Molecularly cloned c‐mos(rat) is biologically active.

A unique rat cellular gene, c‐mos(rat), homologous to the transforming sequences, v‐mos, of Moloney murine sarcoma virus (M‐MSV) was detected by hybridization to a v‐mos specific probe. The c‐mos(rat) gene was cloned together with its flanking sequences in an 11‐kbp EcoRI DNA fragment inserted in vector Charon 4A. Two probes were used to investigate the position and orientation of c‐mos(rat) in the clone examined (D3e), namely pMSV ‐31 which contains the sequences specific for the transforming sequences of M‐MSV and pCS‐1 which harbors 0.5 kbp of 5′‐terminal sequences of c‐mos(mouse) as well as 0.7 kbp of its flanking sequences.
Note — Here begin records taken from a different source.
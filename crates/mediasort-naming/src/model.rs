//! Records exchanged between the scanner, the sorting session and the
//! batch queue.
//!
//! Field names serialize in camelCase (`relativePath`, `episodeTitle`, ...)
//! and [`Assignment`] is tagged by a lowercase `type` field so stored
//! batches keep the shape downstream workers already consume.

use serde::{Deserialize, Serialize};

use crate::NamingError;

/// A video file found under a series directory.
#[derive(Debug, Clone, PartialEq, Eq, Serialize, Deserialize)]
#[serde(rename_all = "camelCase")]
pub struct FileInfo {
    /// Absolute path on disk.
    pub path: String,
    /// File name including extension.
    pub name: String,
    /// Path relative to the series root, `/`-separated.
    pub relative_path: String,
}

impl FileInfo {
    /// Build a `FileInfo`, taking the name from the last segment of the
    /// relative path.
    pub fn new(path: impl Into<String>, relative_path: impl Into<String>) -> Self {
        let relative_path = relative_path.into();
        let name = relative_path
            .rsplit('/')
            .next()
            .unwrap_or(relative_path.as_str())
            .to_string();
        Self {
            path: path.into(),
            name,
            relative_path,
        }
    }

    /// Directory part of the relative path, if the file is not directly
    /// under the series root.
    pub fn relative_dir(&self) -> Option<&str> {
        self.relative_path
            .rfind('/')
            .map(|idx| &self.relative_path[..idx])
            .filter(|dir| !dir.is_empty())
    }
}

/// Which bucket of the series a file is sorted into.
#[derive(Debug, Clone, Copy, PartialEq, Eq, Hash, Serialize, Deserialize)]
pub enum OutputDirectory {
    Season,
    Special,
    Extra,
}

impl OutputDirectory {
    /// Display rank: seasons first, then specials, then extras.
    pub fn rank(self) -> u8 {
        match self {
            OutputDirectory::Season => 0,
            OutputDirectory::Special => 1,
            OutputDirectory::Extra => 2,
        }
    }
}

fn default_season_number() -> u32 {
    1
}

/// Working record for one file during a sorting session.
///
/// `season_number` only matters for [`OutputDirectory::Season`];
/// `position` orders entries within their group.
#[derive(Debug, Clone, PartialEq, Eq, Serialize, Deserialize)]
#[serde(rename_all = "camelCase")]
pub struct VideoEntry {
    pub file: FileInfo,
    #[serde(default)]
    pub episode_title: String,
    pub output_directory: OutputDirectory,
    #[serde(default = "default_season_number")]
    pub season_number: u32,
    #[serde(default)]
    pub position: u32,
}

impl VideoEntry {
    pub fn season(file: FileInfo, season_number: u32, position: u32) -> Self {
        Self {
            file,
            episode_title: String::new(),
            output_directory: OutputDirectory::Season,
            season_number,
            position,
        }
    }

    pub fn special(file: FileInfo, position: u32) -> Self {
        Self {
            output_directory: OutputDirectory::Special,
            ..Self::season(file, 1, position)
        }
    }

    pub fn extra(file: FileInfo, position: u32) -> Self {
        Self {
            output_directory: OutputDirectory::Extra,
            ..Self::season(file, 1, position)
        }
    }

    #[must_use]
    pub fn with_title(mut self, title: impl Into<String>) -> Self {
        self.episode_title = title.into();
        self
    }

    /// Title with surrounding whitespace removed, or `None` when blank.
    pub fn title(&self) -> Option<&str> {
        let title = self.episode_title.trim();
        (!title.is_empty()).then_some(title)
    }
}

/// Destination instruction for a single file.
#[derive(Debug, Clone, PartialEq, Eq, Serialize, Deserialize)]
#[serde(tag = "type", rename_all = "lowercase")]
pub enum Assignment {
    Episode {
        series: String,
        season: u32,
        episode: u32,
        title: String,
        source: String,
        destination: String,
    },
    Special {
        series: String,
        season: u32,
        episode: u32,
        title: String,
        source: String,
        destination: String,
    },
    Extra {
        series: String,
        source: String,
        destination: String,
    },
}

impl Assignment {
    pub fn series(&self) -> &str {
        match self {
            Assignment::Episode { series, .. }
            | Assignment::Special { series, .. }
            | Assignment::Extra { series, .. } => series,
        }
    }

    pub fn source(&self) -> &str {
        match self {
            Assignment::Episode { source, .. }
            | Assignment::Special { source, .. }
            | Assignment::Extra { source, .. } => source,
        }
    }

    pub fn destination(&self) -> &str {
        match self {
            Assignment::Episode { destination, .. }
            | Assignment::Special { destination, .. }
            | Assignment::Extra { destination, .. } => destination,
        }
    }

    /// Check the structural rules an assignment must satisfy before it is
    /// queued: numbering ranges and a destination that stays under
    /// `<series>/`.
    pub fn validate(&self) -> Result<(), NamingError> {
        match self {
            Assignment::Episode {
                season, episode, ..
            } => {
                if *season < 1 {
                    return Err(invalid("episode season must be at least 1"));
                }
                if *episode < 1 {
                    return Err(invalid("episode number must be at least 1"));
                }
            }
            Assignment::Special {
                season, episode, ..
            } => {
                if *season != 0 {
                    return Err(invalid("special season must be 0"));
                }
                if *episode < 1 {
                    return Err(invalid("special episode number must be at least 1"));
                }
            }
            Assignment::Extra { .. } => {}
        }

        let series = self.series();
        if series.trim().is_empty() {
            return Err(NamingError::EmptySeries);
        }
        let destination = self.destination();
        let rest = destination
            .strip_prefix(series)
            .and_then(|rest| rest.strip_prefix('/'))
            .ok_or_else(|| invalid(format!("destination {destination} is not under {series}/")))?;
        if rest
            .split('/')
            .any(|segment| segment.is_empty() || segment == "." || segment == "..")
        {
            return Err(invalid(format!(
                "destination {destination} has an empty or relative segment"
            )));
        }
        Ok(())
    }
}

fn invalid(msg: impl Into<String>) -> NamingError {
    NamingError::InvalidAssignment(msg.into())
}

/// A source file paired with its assignment.
#[derive(Debug, Clone, PartialEq, Eq, Serialize, Deserialize)]
pub struct QueuedItem {
    pub path: String,
    pub assignment: Assignment,
}

#[cfg(test)]
mod tests {
    use super::*;
    use assert_matches::assert_matches;
    use serde_json::json;

    #[test]
    fn test_file_info_new() {
        let file = FileInfo::new("/p/Show/Extras/BTS/clip.mp4", "Extras/BTS/clip.mp4");
        assert_eq!(file.name, "clip.mp4");
        assert_eq!(file.relative_dir(), Some("Extras/BTS"));

        let file = FileInfo::new("/p/Show/ep.mkv", "ep.mkv");
        assert_eq!(file.relative_dir(), None);
    }

    #[test]
    fn test_file_info_json_shape() {
        let file = FileInfo::new("/p/Show/ep.mkv", "ep.mkv");
        let value = serde_json::to_value(&file).unwrap();
        assert_eq!(
            value,
            json!({"path": "/p/Show/ep.mkv", "name": "ep.mkv", "relativePath": "ep.mkv"})
        );
    }

    #[test]
    fn test_video_entry_defaults() {
        let entry: VideoEntry = serde_json::from_value(json!({
            "file": {"path": "/p/a.mkv", "name": "a.mkv", "relativePath": "a.mkv"},
            "outputDirectory": "Special"
        }))
        .unwrap();
        assert_eq!(entry.output_directory, OutputDirectory::Special);
        assert_eq!(entry.season_number, 1);
        assert_eq!(entry.position, 0);
        assert_eq!(entry.title(), None);
    }

    #[test]
    fn test_assignment_tagging() {
        let assignment = Assignment::Extra {
            series: "Show".into(),
            source: "Show/a.mkv".into(),
            destination: "Show/Extras/a.mkv".into(),
        };
        let value = serde_json::to_value(&assignment).unwrap();
        assert_eq!(value["type"], "extra");
        assert!(value.get("season").is_none());

        let parsed: Assignment = serde_json::from_value(json!({
            "type": "special",
            "series": "Show",
            "season": 0,
            "episode": 1,
            "title": "",
            "source": "Show/x.mkv",
            "destination": "Show/Specials/Show - S00E01.mkv"
        }))
        .unwrap();
        assert_matches!(parsed, Assignment::Special { episode: 1, .. });
    }

    #[test]
    fn test_validate_rejects_escaping_destination() {
        let assignment = Assignment::Extra {
            series: "Show".into(),
            source: "Show/a.mkv".into(),
            destination: "Show/../Other/a.mkv".into(),
        };
        assert_matches!(assignment.validate(), Err(NamingError::InvalidAssignment(_)));

        let assignment = Assignment::Extra {
            series: "Show".into(),
            source: "Show/a.mkv".into(),
            destination: "Other/a.mkv".into(),
        };
        assert_matches!(assignment.validate(), Err(NamingError::InvalidAssignment(_)));
    }

    #[test]
    fn test_validate_numbering() {
        let episode = Assignment::Episode {
            series: "Show".into(),
            season: 0,
            episode: 1,
            title: String::new(),
            source: "Show/a.mkv".into(),
            destination: "Show/Season 00/a.mkv".into(),
        };
        assert!(episode.validate().is_err());

        let special = Assignment::Special {
            series: "Show".into(),
            season: 0,
            episode: 2,
            title: String::new(),
            source: "Show/a.mkv".into(),
            destination: "Show/Specials/Show - S00E02.mkv".into(),
        };
        assert!(special.validate().is_ok());
    }
}
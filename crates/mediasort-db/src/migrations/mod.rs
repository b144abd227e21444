//! Database migrations module
//!
//! Migrations are embedded in the binary and applied in order, each inside
//! its own transaction. Applied versions are tracked in `schema_migrations`.

use rusqlite::{Connection, Result};
use thiserror::Error;

/// Migration error types
#[derive(Error, Debug)]
pub enum MigrationError {
    #[error("Database error: {0}")]
    Database(#[from] rusqlite::Error),

    #[error("Migration {0} failed: {1}")]
    Failed(usize, String),
}

struct Migration {
    version: usize,
    name: &'static str,
    sql: &'static str,
}

const MIGRATIONS: &[Migration] = &[Migration {
    version: 1,
    name: "initial",
    sql: include_str!("001_initial.sql"),
}];

fn init_migrations_table(conn: &Connection) -> Result<()> {
    conn.execute(
        "CREATE TABLE IF NOT EXISTS schema_migrations (
            version INTEGER PRIMARY KEY NOT NULL,
            name TEXT NOT NULL,
            applied_at TEXT NOT NULL DEFAULT (datetime('now'))
        )",
        [],
    )?;
    Ok(())
}

fn get_current_version(conn: &Connection) -> Result<usize> {
    conn.query_row("SELECT MAX(version) FROM schema_migrations", [], |row| {
        row.get::<_, Option<usize>>(0)
    })
    .map(|version| version.unwrap_or(0))
}

fn apply_migration(conn: &Connection, migration: &Migration) -> Result<(), MigrationError> {
    conn.execute_batch(migration.sql)
        .map_err(|e| MigrationError::Failed(migration.version, e.to_string()))?;

    conn.execute(
        "INSERT INTO schema_migrations (version, name) VALUES (?, ?)",
        rusqlite::params![migration.version, migration.name],
    )
    .map_err(|e| MigrationError::Failed(migration.version, e.to_string()))?;

    Ok(())
}

/// Run all pending migrations, returning how many were applied.
pub fn run_migrations(conn: &Connection) -> Result<usize, MigrationError> {
    init_migrations_table(conn)?;
    let current_version = get_current_version(conn)?;

    let mut applied_count = 0;
    for migration in MIGRATIONS.iter().filter(|m| m.version > current_version) {
        let tx = conn.unchecked_transaction()?;
        apply_migration(&tx, migration)?;
        tx.commit()
            .map_err(|e| MigrationError::Failed(migration.version, e.to_string()))?;

        applied_count += 1;
        tracing::info!(
            version = migration.version,
            name = migration.name,
            "Applied migration"
        );
    }

    Ok(applied_count)
}

/// Get the current schema version without applying migrations
pub fn current_version(conn: &Connection) -> Result<usize, MigrationError> {
    init_migrations_table(conn)?;
    Ok(get_current_version(conn)?)
}

/// Get the latest available migration version
pub fn latest_version() -> usize {
    MIGRATIONS.last().map(|m| m.version).unwrap_or(0)
}
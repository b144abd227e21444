//! Database query modules.
//!
//! - batches: queued batch CRUD and listing

pub mod batches;
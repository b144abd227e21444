//! Pending-media directory scanner.
//!
//! Series are the immediate subdirectories of the input root. Files are
//! discovered recursively and reported relative to their series directory.
//! All functions here block; async callers wrap them in
//! `tokio::task::spawn_blocking`.

use anyhow::{Context, Result};
use mediasort_common::paths::is_video_file;
use mediasort_naming::FileInfo;
use serde::{Deserialize, Serialize};
use std::path::Path;
use tracing::{debug, warn};
use walkdir::WalkDir;

/// A series folder under the input root with its video count.
#[derive(Debug, Clone, PartialEq, Eq, Serialize, Deserialize)]
pub struct SeriesDirectory {
    pub name: String,
    pub path: String,
    pub count: usize,
}

/// List series folders under `root`, sorted by name.
pub fn list_series(root: &Path) -> Result<Vec<SeriesDirectory>> {
    let entries =
        std::fs::read_dir(root).with_context(|| format!("Failed to read directory: {:?}", root))?;

    let mut series = Vec::new();
    for entry in entries {
        let entry = match entry {
            Ok(entry) => entry,
            Err(e) => {
                warn!("Skipping unreadable entry in {:?}: {}", root, e);
                continue;
            }
        };
        if !entry.file_type().map(|t| t.is_dir()).unwrap_or(false) {
            continue;
        }

        let path = entry.path();
        series.push(SeriesDirectory {
            name: entry.file_name().to_string_lossy().into_owned(),
            path: path.to_string_lossy().into_owned(),
            count: count_videos(&path),
        });
    }

    series.sort_by(|a, b| a.name.cmp(&b.name));
    debug!("Found {} series under {:?}", series.len(), root);
    Ok(series)
}

/// Count video files below `dir`, recursively.
pub fn count_videos(dir: &Path) -> usize {
    video_entries(dir).count()
}

/// List video files below `series_dir`, sorted by relative path.
pub fn scan_series(series_dir: &Path) -> Result<Vec<FileInfo>> {
    if !series_dir.is_dir() {
        anyhow::bail!("Series directory not found: {:?}", series_dir);
    }

    let mut files: Vec<FileInfo> = video_entries(series_dir)
        .filter_map(|entry| {
            let relative = entry.path().strip_prefix(series_dir).ok()?;
            let relative = relative
                .components()
                .map(|c| c.as_os_str().to_string_lossy())
                .collect::<Vec<_>>()
                .join("/");
            Some(FileInfo {
                path: entry.path().to_string_lossy().into_owned(),
                name: entry.file_name().to_string_lossy().into_owned(),
                relative_path: relative,
            })
        })
        .collect();

    files.sort_by(|a, b| a.relative_path.cmp(&b.relative_path));
    Ok(files)
}

fn video_entries(dir: &Path) -> impl Iterator<Item = walkdir::DirEntry> {
    WalkDir::new(dir)
        .follow_links(true)
        .into_iter()
        .filter_map(|e| e.ok())
        .filter(|e| e.file_type().is_file() && is_video_file(e.path()))
}
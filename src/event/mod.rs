use std::collections::BTreeMap;

use chrono::{DateTime, Utc};
use snafu::Snafu;

mod batch;
mod value;

pub use batch::{Batch, BatchStatus, VecBatch};
pub use value::{Integer, Value};

pub const TIMESTAMP: &str = "timestamp";
pub const FIELDS: &str = "fields";

#[derive(Debug, Snafu, PartialEq, Eq)]
pub enum EventError {
    #[snafu(display("Event must be a JSON object, got {}", kind))]
    NotAnObject { kind: &'static str },
    #[snafu(display("Invalid timestamp {:?}: must be an RFC 3339 string", value))]
    InvalidTimestamp { value: String },
    #[snafu(display("The {:?} key must hold an object", FIELDS))]
    FieldsNotAnObject,
}

/// A single record flowing through the pipeline.
///
/// The pipeline owns events until a batch is acknowledged or handed back for
/// retry; the output only ever reads them.
#[derive(PartialEq, Debug, Clone)]
pub struct Event {
    timestamp: DateTime<Utc>,
    fields: BTreeMap<String, Value>,
}

impl Event {
    pub fn new(timestamp: DateTime<Utc>) -> Self {
        Event {
            timestamp,
            fields: BTreeMap::new(),
        }
    }

    pub fn from_parts(timestamp: DateTime<Utc>, fields: BTreeMap<String, Value>) -> Self {
        Event { timestamp, fields }
    }

    pub fn timestamp(&self) -> DateTime<Utc> {
        self.timestamp
    }

    pub fn fields(&self) -> &BTreeMap<String, Value> {
        &self.fields
    }

    pub fn get(&self, name: &str) -> Option<&Value> {
        self.fields.get(name)
    }

    pub fn insert(&mut self, name: impl Into<String>, value: impl Into<Value>) -> Option<Value> {
        self.fields.insert(name.into(), value.into())
    }

    pub fn with_field(mut self, name: impl Into<String>, value: impl Into<Value>) -> Self {
        self.insert(name, value);
        self
    }

    /// Builds an event from a decoded JSON document.
    ///
    /// Two shapes are accepted: `{"timestamp": .., "fields": {..}}`, or a
    /// flat object whose `timestamp` key, if present, is lifted out of the
    /// values. Events without a timestamp are stamped with `now`.
    pub fn from_json(value: serde_json::Value, now: DateTime<Utc>) -> Result<Self, EventError> {
        let mut object = match value {
            serde_json::Value::Object(object) => object,
            other => {
                return Err(EventError::NotAnObject {
                    kind: Value::from(other).kind(),
                })
            }
        };

        let timestamp = match object.remove(TIMESTAMP) {
            None | Some(serde_json::Value::Null) => now,
            Some(serde_json::Value::String(s)) => DateTime::parse_from_rfc3339(&s)
                .map(|ts| ts.with_timezone(&Utc))
                .map_err(|_| EventError::InvalidTimestamp { value: s })?,
            Some(other) => {
                return Err(EventError::InvalidTimestamp {
                    value: other.to_string(),
                })
            }
        };

        let fields = match object.remove(FIELDS) {
            Some(serde_json::Value::Object(fields)) if object.is_empty() => fields,
            // Flat shape that happens to carry a `fields` object among other values.
            Some(serde_json::Value::Object(fields)) => {
                object.insert(FIELDS.to_owned(), serde_json::Value::Object(fields));
                object
            }
            None => object,
            Some(_) => return Err(EventError::FieldsNotAnObject),
        };

        Ok(Event::from_parts(
            timestamp,
            fields
                .into_iter()
                .map(|(k, v)| (k, Value::from(v)))
                .collect(),
        ))
    }
}
use std::{mem, sync::Arc};

use snafu::{ResultExt, Snafu};
use tracing::{Instrument, Span};

use super::{
    BatchWriter, CloseError, ConnectError, Connection, ConnectionSettings, Connector,
    HealthcheckError, OutputStats, WriteError, WriteFailure,
};
use crate::event::Batch;
use crate::internal_events::{InfluxDbClosed, InfluxDbConnectError, InfluxDbConnected};

#[derive(Debug, Snafu)]
pub enum ClientError {
    #[snafu(display("Failed to connect to InfluxDB: {}", source))]
    Connect { source: ConnectError },
    #[snafu(display("Client is not connected"))]
    NotConnected,
    #[snafu(display("Client is closed"))]
    Closed,
    #[snafu(display("Failed to close connection: {}", source))]
    Close { source: CloseError },
    #[snafu(display("Failed to write batch: {}", source))]
    Write { source: WriteError },
    #[snafu(display("Healthcheck failed: {}", source))]
    Healthcheck { source: HealthcheckError },
}

enum State<T> {
    Disconnected,
    Connected(T),
    /// The connection is kept so that a repeated close reaches it.
    Closed(T),
}

/// Publishes pipeline batches to InfluxDB.
///
/// Moves from disconnected, through [`connect`](Self::connect), to connected
/// and finally to closed. Every method takes `&mut self`, so a client serves
/// one caller at a time.
pub struct InfluxDbClient<C: Connector> {
    connector: C,
    settings: ConnectionSettings,
    writer: BatchWriter,
    stats: Arc<dyn OutputStats>,
    state: State<C::Connection>,
    span: Span,
}

impl<C: Connector> InfluxDbClient<C> {
    pub fn new(
        connector: C,
        settings: ConnectionSettings,
        writer: BatchWriter,
        stats: Arc<dyn OutputStats>,
        span: Span,
    ) -> Self {
        InfluxDbClient {
            connector,
            settings,
            writer,
            stats,
            state: State::Disconnected,
            span,
        }
    }

    pub fn is_connected(&self) -> bool {
        matches!(self.state, State::Connected(_))
    }

    pub fn is_closed(&self) -> bool {
        matches!(self.state, State::Closed(_))
    }

    pub fn connect(&mut self) -> Result<(), ClientError> {
        let _enter = self.span.enter();

        if let State::Closed(_) = self.state {
            return Err(ClientError::Closed);
        }

        let connection = self
            .connector
            .connect(&self.settings)
            .map_err(|error| {
                emit!(InfluxDbConnectError { error: &error });
                error
            })
            .context(ConnectSnafu)?;

        emit!(InfluxDbConnected {
            address: &self.settings.address
        });
        self.state = State::Connected(connection);
        Ok(())
    }

    /// Closes the connection. Closing an already closed client is reported
    /// by the connection itself.
    pub fn close(&mut self) -> Result<(), ClientError> {
        let _enter = self.span.enter();

        match mem::replace(&mut self.state, State::Disconnected) {
            State::Disconnected => Err(ClientError::NotConnected),
            State::Connected(mut connection) => {
                emit!(InfluxDbClosed);
                let result = connection.close().context(CloseSnafu);
                self.state = State::Closed(connection);
                result
            }
            State::Closed(mut connection) => {
                let result = connection.close().context(CloseSnafu);
                self.state = State::Closed(connection);
                result
            }
        }
    }

    /// Publishes one batch.
    ///
    /// On success the batch is acknowledged. On a failed write the encoded
    /// events are handed back through [`Batch::retry_events`] and the error
    /// is returned. Events that cannot be encoded are dropped either way.
    pub async fn publish<B>(&mut self, batch: &mut B) -> Result<(), ClientError>
    where
        B: Batch + Send + ?Sized,
    {
        let span = self.span.clone();
        self.publish_batch(batch).instrument(span).await
    }

    async fn publish_batch<B>(&mut self, batch: &mut B) -> Result<(), ClientError>
    where
        B: Batch + Send + ?Sized,
    {
        let events = batch.events();
        self.stats.new_batch(events.len());

        let connection = match &mut self.state {
            State::Connected(connection) => connection,
            state => {
                let error = match state {
                    State::Closed(_) => ClientError::Closed,
                    _ => ClientError::NotConnected,
                };
                let retry = events.to_vec();
                self.stats.failed(retry.len());
                batch.retry_events(retry);
                return Err(error);
            }
        };

        match self.writer.write(connection, events).await {
            Ok(_) => {
                batch.ack();
                Ok(())
            }
            Err(WriteFailure { retry, source }) => {
                self.stats.failed(retry.len());
                batch.retry_events(retry);
                Err(ClientError::Write { source })
            }
        }
    }

    /// Pings the server over the open connection.
    pub async fn healthcheck(&mut self) -> Result<(), ClientError> {
        let span = self.span.clone();
        match &mut self.state {
            State::Connected(connection) => connection
                .ping()
                .instrument(span)
                .await
                .context(HealthcheckSnafu),
            State::Disconnected => Err(ClientError::NotConnected),
            State::Closed(_) => Err(ClientError::Closed),
        }
    }
}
After ligation of a restriction fragment of clone D3e containing c‐mos(rat) to a fragment containing the long terminal repeat of M‐MSV and transfection of the DNA onto rat cells, we detected foci of transformed cells, thus showing that c‐mos(rat) is biologically active. Using DNA framents derived from clone D3e, we studied the conservation of c‐mos and of its flanking sequences in several species. c‐mos(rat) as well as some of its flanking sequences appeared to be highly conserved in the species studied.